No recuerdo a qué edad, pero fue pronto, reparé en que algún rapaz de los que exhibían gran cantidad de juguetes, no eran precisamente los que mejor se portaban, pero sí eran los hijos de gente pudiente. Entonces la idea de los Reyes Magos empezó a presentarse ante mí tras una cortina de recelos. Me costó asumir que los reyes podían ser magos, pero no eran precisamente justos.

Ya no creía en Los Reyes Magos, al menos no me parecían gente de fiar. Ni los Magos, ni los otros. Siempre me pareció que las coronas y las alfombras lujosas de los palacios, tapaban calvas indecentes o escondían mierda.

Un año dejé de poner hierba para los camellos y no coloqué la bandeja de polvorones y turrón, ni el porrón de vino. Debió de ser aquel año en el que uno tampoco encontraba motivos para portarse bien.

No sé si ahora merecerá la pena dirigirse a vuestras majestades, para pedirles una forma digna de vivir para mí o para mis compatriotas. Me asalta el temor de que, como siempre, sólo alcancen esa dignidad de vida los pudientes y sus hijos.

Pero no sé… quizá con los años, vuestras majestades hayan comprobado que no hay magia si no es justa, que sólo vale la pena creer en reyes si los reyes creen en la gente y no en los negocios y en los aduladores de la corte.

Puede ser que, de tener vuestras majestades magia, la empleen en conseguir un país que no deje a nadie atrás, que se avergüence de ver comer a la gente de los contenedores de basura, que no sustituya sin vergüenza la solidaridad por la caridad.
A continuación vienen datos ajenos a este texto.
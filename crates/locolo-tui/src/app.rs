//! Terminal lifecycle and the draw/commit cycle

use crossterm::{
    event::{DisableBracketedPaste, DisableMouseCapture, EnableBracketedPaste, EnableMouseCapture},
    execute,
    terminal::{EnterAlternateScreen, LeaveAlternateScreen, disable_raw_mode, enable_raw_mode},
};
use ratatui::{Frame, Terminal, backend::CrosstermBackend};
use std::io::{self, Stdout};
use std::time::Duration;

/// Something that can be drawn by [`App`]
pub trait AppState {
    /// Render the UI
    fn render(&mut self, frame: &mut Frame);

    /// Called after the frame has been flushed to the terminal.
    /// Return true to draw again immediately.
    fn after_draw(&mut self) -> bool {
        false
    }
}

/// Owns the terminal while the UI is running
pub struct App {
    terminal: Terminal<CrosstermBackend<Stdout>>,
    tick_rate: Duration,
}

impl App {
    /// Enter raw mode and the alternate screen
    pub fn new() -> io::Result<Self> {
        enable_raw_mode()?;
        let mut stdout = io::stdout();
        execute!(
            stdout,
            EnterAlternateScreen,
            EnableMouseCapture,
            EnableBracketedPaste
        )?;
        let backend = CrosstermBackend::new(stdout);
        let terminal = Terminal::new(backend)?;

        Ok(Self {
            terminal,
            tick_rate: Duration::from_millis(80),
        })
    }

    /// Set the tick rate for animations
    pub fn with_tick_rate(mut self, rate: Duration) -> Self {
        self.tick_rate = rate;
        self
    }

    pub fn tick_rate(&self) -> Duration {
        self.tick_rate
    }

    /// Draw a frame, then let the state react to the committed layout
    pub fn draw<S: AppState>(&mut self, state: &mut S) -> io::Result<()> {
        self.terminal.draw(|frame| state.render(frame))?;
        if state.after_draw() {
            self.terminal.draw(|frame| state.render(frame))?;
        }
        Ok(())
    }

    /// Current terminal width
    pub fn width(&self) -> io::Result<u16> {
        Ok(self.terminal.size()?.width)
    }
}

impl Drop for App {
    fn drop(&mut self) {
        let _ = disable_raw_mode();
        let _ = execute!(
            self.terminal.backend_mut(),
            LeaveAlternateScreen,
            DisableMouseCapture,
            DisableBracketedPaste
        );
        let _ = self.terminal.show_cursor();
    }
}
Pero no, no tengo demasiados motivos para creer en vuestra magnanimidad, demasiados años comiéndoos el turrón y los polvorones y bebiéndoos mi porrón de vino para dejarme las migajas.

Sin demasiada fe, me despido de vuestras majestades. ¡Salud!

Pd.  El año que apareció un tren eléctrico junto a mis zapatos, yo ya sabía que los reyes son los padres.